We demonstrate how to optimize the hyperparameters of a support vector machine (SVM).

This is the first part of the practical tuning series. The other parts can be found here:

- Part II - Tune a Preprocessing Pipeline
- Part III - Build an Automated Machine Learning System
- Part IV - Tuning and Parallel Processing

In this post, we demonstrate how to optimize the hyperparameters of a support vector machine (SVM). We are using the mlr3 machine learning framework with the mlr3tuning extension package.

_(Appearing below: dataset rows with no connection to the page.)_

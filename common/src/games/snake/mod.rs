mod driver;
mod engine;
mod food;
mod grid;
mod render;
mod session;
mod settings;
mod snake;
mod state;
mod types;

pub use driver::{initial_deltas, run_tick, TickReport};
pub use engine::{step, DeltaBuckets, Intents, StepContext, StepOutcome, TickEvent};
pub use food::{food_score, place_food, Food};
pub use grid::{Grid, WrapResult};
pub use render::{status_labels, tick_delay_ms, ColorClass, Glyph, RenderDelta, StatusLabel, EMPTY_CHAR, PLAYER_COLORS};
pub use session::{Control, FinalScores, GameSession, ScoreEntry, SessionStatus};
pub use settings::{Rules, SimulationConfig, MAX_PLAYERS};
pub use snake::{Snake, INITIAL_SNAKE_LENGTH};
pub use state::{PlayerState, WorldState};
pub use types::{BoundaryMode, Coordinate, DeathReason, Direction};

First, we start by showing the basic building blocks of mlr3tuning and tune the `cost`

and `gamma`

hyperparameters of an SVM with a radial basis function on the Iris data set. After that, we use transformations to tune the `cost`

hyperparameter on the logarithmic scale. Next, we explain the importance of dependencies to tune hyperparameters like `degree`

which are dependent on the choice of kernel. After that, we fit an SVM with optimized hyperparameters on the full dataset. Finally, nested resampling is used to compute an unbiased performance estimate of our tuned SVM.

We load the mlr3verse package which pulls in the most important packages for this example.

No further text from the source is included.